EXERCISE DATA below:
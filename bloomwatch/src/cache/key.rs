//! Cache key for aggregated map views.

use crate::geo::{DateRange, GeoQuery};
use std::collections::hash_map::DefaultHasher;
use std::fmt;
use std::hash::{Hash, Hasher};

/// Default number of decimal places kept when rounding bbox edges.
pub const DEFAULT_BBOX_PRECISION: u32 = 4;

/// Identifies one cached map view.
///
/// Built from the layer id, the bbox rounded to a fixed precision, and the
/// date range. Zoom does not participate: the aggregated data is the same at
/// every zoom. A supplied image contributes a content fingerprint so a view
/// classified for one image is never served for another.
#[derive(Debug, Clone, PartialEq, Eq, Hash)]
pub struct ViewCacheKey {
    layer_id: String,
    bbox: [i64; 4],
    date_range: DateRange,
    image: Option<u64>,
}

impl ViewCacheKey {
    pub fn new(query: &GeoQuery, precision: u32, image: Option<&[u8]>) -> Self {
        Self {
            layer_id: query.layer_id.clone(),
            bbox: query.bbox.rounded(precision),
            date_range: query.date_range,
            image: image.map(fingerprint),
        }
    }

    pub fn layer_id(&self) -> &str {
        &self.layer_id
    }

    pub fn has_image(&self) -> bool {
        self.image.is_some()
    }

    /// Stable 64-bit digest of the whole key, for log correlation.
    pub fn digest(&self) -> u64 {
        let mut hasher = DefaultHasher::new();
        self.hash(&mut hasher);
        hasher.finish()
    }
}

impl fmt::Display for ViewCacheKey {
    fn fmt(&self, f: &mut fmt::Formatter<'_>) -> fmt::Result {
        write!(f, "{}@{}#{:016x}", self.layer_id, self.date_range, self.digest())
    }
}

/// Content fingerprint of an image payload.
pub fn fingerprint(bytes: &[u8]) -> u64 {
    let mut hasher = DefaultHasher::new();
    bytes.len().hash(&mut hasher);
    bytes.hash(&mut hasher);
    hasher.finish()
}
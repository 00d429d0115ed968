//! Layer identifier filtering for catalog listings.

use regex::{Regex, RegexBuilder};
use std::str::FromStr;
use thiserror::Error;

/// How a filter pattern is matched against layer ids.
#[derive(Debug, Clone, Copy, Default, PartialEq, Eq)]
pub enum FilterMode {
    /// Case-insensitive substring
    #[default]
    Contains,
    /// Case-insensitive prefix
    Prefix,
    /// Case-insensitive regular expression
    Regex,
}

impl FromStr for FilterMode {
    type Err = FilterError;

    fn from_str(s: &str) -> Result<Self, Self::Err> {
        match s.trim().to_lowercase().as_str() {
            "contains" => Ok(Self::Contains),
            "prefix" => Ok(Self::Prefix),
            "regex" => Ok(Self::Regex),
            other => Err(FilterError::UnknownMode(other.to_string())),
        }
    }
}

#[derive(Debug, Clone, PartialEq, Eq, Error)]
pub enum FilterError {
    #[error("unknown filter mode '{0}' (expected contains, prefix or regex)")]
    UnknownMode(String),

    #[error("invalid filter pattern: {0}")]
    InvalidPattern(String),
}

/// A compiled layer filter.
#[derive(Debug, Clone)]
pub struct LayerFilter {
    matcher: Matcher,
}

#[derive(Debug, Clone)]
enum Matcher {
    All,
    Contains(String),
    Prefix(String),
    Regex(Regex),
}

impl LayerFilter {
    /// A filter that keeps every layer.
    pub fn all() -> Self {
        Self {
            matcher: Matcher::All,
        }
    }

    /// Compiles `pattern` for `mode`. An empty pattern matches everything.
    pub fn new(pattern: &str, mode: FilterMode) -> Result<Self, FilterError> {
        let pattern = pattern.trim();
        if pattern.is_empty() {
            return Ok(Self::all());
        }
        let matcher = match mode {
            FilterMode::Contains => Matcher::Contains(pattern.to_lowercase()),
            FilterMode::Prefix => Matcher::Prefix(pattern.to_lowercase()),
            FilterMode::Regex => Matcher::Regex(
                RegexBuilder::new(pattern)
                    .case_insensitive(true)
                    .build()
                    .map_err(|e| FilterError::InvalidPattern(e.to_string()))?,
            ),
        };
        Ok(Self { matcher })
    }

    pub fn matches(&self, layer_id: &str) -> bool {
        match &self.matcher {
            Matcher::All => true,
            Matcher::Contains(p) => layer_id.to_lowercase().contains(p.as_str()),
            Matcher::Prefix(p) => layer_id.to_lowercase().starts_with(p.as_str()),
            Matcher::Regex(re) => re.is_match(layer_id),
        }
    }

    /// Sorted, de-duplicated ids that pass the filter.
    pub fn apply<'a>(&self, ids: impl IntoIterator<Item = &'a str>) -> Vec<String> {
        let mut out: Vec<String> = ids
            .into_iter()
            .filter(|id| self.matches(id))
            .map(String::from)
            .collect();
        out.sort();
        out.dedup();
        out
    }
}

impl Default for LayerFilter {
    fn default() -> Self {
        Self::all()
    }
}

#[cfg(test)]
mod tests {
    use super::*;

    const IDS: [&str; 4] = [
        "MODIS_Terra_NDVI_8Day",
        "MODIS_Aqua_CorrectedReflectance_TrueColor",
        "VIIRS_SNPP_NDVI",
        "BlueMarble_ShadedRelief",
    ];

    #[test]
    fn test_contains_is_case_insensitive() {
        let filter = LayerFilter::new("ndvi", FilterMode::Contains).unwrap();
        assert_eq!(
            filter.apply(IDS),
            vec!["MODIS_Terra_NDVI_8Day", "VIIRS_SNPP_NDVI"]
        );
    }

    #[test]
    fn test_prefix() {
        let filter = LayerFilter::new("modis_", FilterMode::Prefix).unwrap();
        assert_eq!(filter.apply(IDS).len(), 2);
    }

    #[test]
    fn test_regex() {
        let filter = LayerFilter::new(r"^(modis|viirs)_.*ndvi", FilterMode::Regex).unwrap();
        assert_eq!(filter.apply(IDS).len(), 2);
    }

    #[test]
    fn test_invalid_regex_is_error_not_panic() {
        let err = LayerFilter::new("([", FilterMode::Regex).unwrap_err();
        assert!(matches!(err, FilterError::InvalidPattern(_)));
    }

    #[test]
    fn test_empty_pattern_keeps_all_sorted_unique() {
        let filter = LayerFilter::new("  ", FilterMode::Regex).unwrap();
        let mut ids = IDS.to_vec();
        ids.push("VIIRS_SNPP_NDVI");
        let out = filter.apply(ids);
        assert_eq!(out.len(), 4);
        assert_eq!(out[0], "BlueMarble_ShadedRelief");
    }

    #[test]
    fn test_mode_from_str() {
        assert_eq!("Prefix".parse::<FilterMode>().unwrap(), FilterMode::Prefix);
        assert!("fuzzy".parse::<FilterMode>().is_err());
    }
}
End of EXERCISE DATA.
### WHAT IS BEING ASKED
What lines of the material above contain "digest"? Return each of them.

### EXERCISE RESPONSE
    /// Stable 64-bit digest of the whole key, for log correlation.
    pub fn digest(&self) -> u64 {
        write!(f, "{}@{}#{:016x}", self.layer_id, self.date_range, self.digest())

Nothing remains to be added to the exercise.